What exactly is a craps odds bet? A side bet placed behind your Pass Line or Come bet after a point is established. It pays at true mathematical odds — no house edge — making it the only fair bet in any casino.

Why is the craps odds bet considered the best bet in the casino? Because the casino has zero mathematical advantage on it. The payout exactly matches the probability of winning for every point number.

How much should I bet on the odds in craps? As much as the table allows, within your bankroll limits. The more you bet on Odds relative to your flat bet, the lower your combined house edge. A practical rule: your flat bet should be the table minimum, and your Odds should be 3-5x that amount.

Can I take odds on both pass line and come bets? Yes. Every Pass Line or Come bet with an established point can have Odds behind it. This is the foundation of strategies like the 3-Point Molly.

Does taking odds guarantee I will win money? No. The Odds bet is a fair wager — you'll win some and lose some at exactly the rate probability predicts. Over time, your Odds bets break even. Your Pass Line flat bet is what costs you money. Taking Odds dilutes that cost across a larger total wager.
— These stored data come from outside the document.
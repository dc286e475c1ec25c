use log::debug;
use std::ffi::OsString;
use std::fs;
use std::io::{self, Write};
use std::path::{Path, PathBuf};
use tempfile::NamedTempFile;

/// `Cargo.toml` -> `Cargo.toml.bak`
pub fn backup_path(path: impl AsRef<Path>) -> PathBuf {
    let mut name: OsString = path.as_ref().as_os_str().to_owned();
    name.push(".bak");
    PathBuf::from(name)
}

/// Copies `path` next to itself with a `.bak` suffix, replacing any older backup.
pub fn backup(path: impl AsRef<Path>) -> io::Result<PathBuf> {
    let path = path.as_ref();
    let backup = backup_path(path);
    fs::copy(path, &backup)?;
    debug!("Backed up '{}' to '{}'", path.display(), backup.display());
    Ok(backup)
}

/// Replaces the contents of `path` through a temporary file in the same
/// directory, so readers never observe a partially written file.
///
/// The permissions of an existing file are carried over.
pub fn write_atomic(path: impl AsRef<Path>, contents: &str) -> io::Result<()> {
    let path = path.as_ref();
    let dir = match path.parent() {
        Some(parent) if !parent.as_os_str().is_empty() => parent,
        _ => Path::new("."),
    };

    let mut temp = NamedTempFile::new_in(dir)?;
    temp.write_all(contents.as_bytes())?;
    temp.as_file().sync_all()?;
    if let Ok(metadata) = fs::metadata(path) {
        fs::set_permissions(temp.path(), metadata.permissions())?;
    }
    temp.persist(path).map_err(|e| e.error)?;

    debug!("Wrote {} bytes to '{}'", contents.len(), path.display());
    Ok(())
}
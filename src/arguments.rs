use crate::config::DEFAULT_CONFIG_FILE;
use clap::{Parser, ValueEnum};
use log::LevelFilter;
use std::fmt;
use std::path::PathBuf;

/// Which write pattern to render with.
#[derive(Debug, Copy, Clone, PartialEq, Eq, PartialOrd, Ord, ValueEnum, Default)]
pub enum Format {
    #[default]
    Dev,
    Prod,
}

impl fmt::Display for Format {
    fn fmt(&self, f: &mut fmt::Formatter<'_>) -> fmt::Result {
        match self {
            Format::Dev => f.write_str("dev"),
            Format::Prod => f.write_str("prod"),
        }
    }
}

/// Value of `--bump` that only increments the auto fields.
pub const AUTO_BUMP: &str = "auto";

#[derive(Debug, Parser)]
#[command(
    author,
    version,
    about = "Command line tool to automate version bumping",
    bin_name = "vbump"
)]
pub struct Arguments {
    /// Print the current version in 'dev' [default] or 'prod' format
    #[arg(long, short = 'c', value_enum, ignore_case = true, num_args = 0..=1, default_missing_value = "dev")]
    pub current_version: Option<Format>,
    /// Bump the given field [default: the auto fields only]
    #[arg(long, short, value_name = "FIELD", num_args = 0..=1, default_missing_value = AUTO_BUMP)]
    pub bump: Option<String>,
    /// Write the version into the [write] files in 'dev' [default] or 'prod' format
    #[arg(long, short, value_enum, ignore_case = true, num_args = 0..=1, default_missing_value = "dev")]
    pub write: Option<Format>,
    /// Report what would change without saving the config or rewriting files
    #[arg(long, short)]
    pub dry_run: bool,
    /// Perform all actions without status output
    #[arg(long, short, conflicts_with = "verbose")]
    pub quiet: bool,
    /// Print an example config file to stdout and exit
    #[arg(long, short)]
    pub init: bool,
    /// Config file holding the current version
    #[arg(long, value_name = "PATH", default_value = DEFAULT_CONFIG_FILE)]
    pub config: PathBuf,
    #[arg(long, short)]
    pub verbose: bool,
}

impl Arguments {
    pub fn log_level(&self) -> LevelFilter {
        if self.quiet {
            LevelFilter::Off
        } else if self.verbose {
            LevelFilter::Debug
        } else {
            LevelFilter::Info
        }
    }

    /// The field named by `--bump`, or `None` for an auto-only bump.
    ///
    /// `auto` is only taken literally when the record has a field of that name.
    pub fn bump_field<'a>(&'a self, fields: &[String]) -> Option<&'a str> {
        let requested = self.bump.as_deref()?;
        if requested == AUTO_BUMP && !fields.iter().any(|field| field == AUTO_BUMP) {
            return None;
        }
        Some(requested)
    }
}
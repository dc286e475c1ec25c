pub mod arguments;
pub mod config;
pub mod persist;
pub mod render;
pub mod updater;
pub mod version;
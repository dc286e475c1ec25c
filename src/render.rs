use crate::version::VersionRecord;
use thiserror::Error;

#[derive(Debug, Error, PartialEq, Eq)]
pub enum RenderError {
    #[error("Pattern '{pattern}' references undefined field '{field}'")]
    MissingField { pattern: String, field: String },
    #[error("Pattern '{pattern}' has an unclosed '{{' at position {position}")]
    UnclosedPlaceholder { pattern: String, position: usize },
    #[error("Pattern '{pattern}' has an unmatched '}}' at position {position}")]
    UnmatchedBrace { pattern: String, position: usize },
}

/// Renders `pattern`, substituting each `{field}` with its value in `record`.
///
/// `{{` and `}}` produce literal braces.
pub fn render(pattern: &str, record: &VersionRecord) -> Result<String, RenderError> {
    let mut output = String::with_capacity(pattern.len());
    let mut chars = pattern.char_indices().peekable();

    while let Some((position, c)) = chars.next() {
        match c {
            '{' if matches!(chars.peek(), Some((_, '{'))) => {
                chars.next();
                output.push('{');
            }
            '{' => {
                let mut field = String::new();
                let mut closed = false;
                for (_, c) in chars.by_ref() {
                    if c == '}' {
                        closed = true;
                        break;
                    }
                    field.push(c);
                }
                if !closed {
                    return Err(RenderError::UnclosedPlaceholder {
                        pattern: pattern.to_string(),
                        position,
                    });
                }
                let value = record.get(&field).ok_or_else(|| RenderError::MissingField {
                    pattern: pattern.to_string(),
                    field: field.clone(),
                })?;
                output.push_str(value);
            }
            '}' if matches!(chars.peek(), Some((_, '}'))) => {
                chars.next();
                output.push('}');
            }
            '}' => {
                return Err(RenderError::UnmatchedBrace {
                    pattern: pattern.to_string(),
                    position,
                });
            }
            c => output.push(c),
        }
    }

    Ok(output)
}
How do I calculate the payout for my odds bet? Multiply your Odds bet by the true odds ratio. Point of 4 or 10: multiply by 2. Point of 5 or 9: multiply by 1.5. Point of 6 or 8: multiply by 1.2. A $20 Odds bet on a point of 5 pays $30.

Final Thoughts

The Odds bet is craps' gift to the informed player. It costs nothing in expected value, it reduces your overall house edge, and it's available every single time a point is established. The only reason not to take it is if you can't afford the additional exposure — and even then, the answer is to lower your flat bet, not skip the Odds.

Every dollar on the Pass Line costs you money. Every dollar on the Odds is free. Structure your bets accordingly, and you're playing one of the fairest games the casino will ever offer you.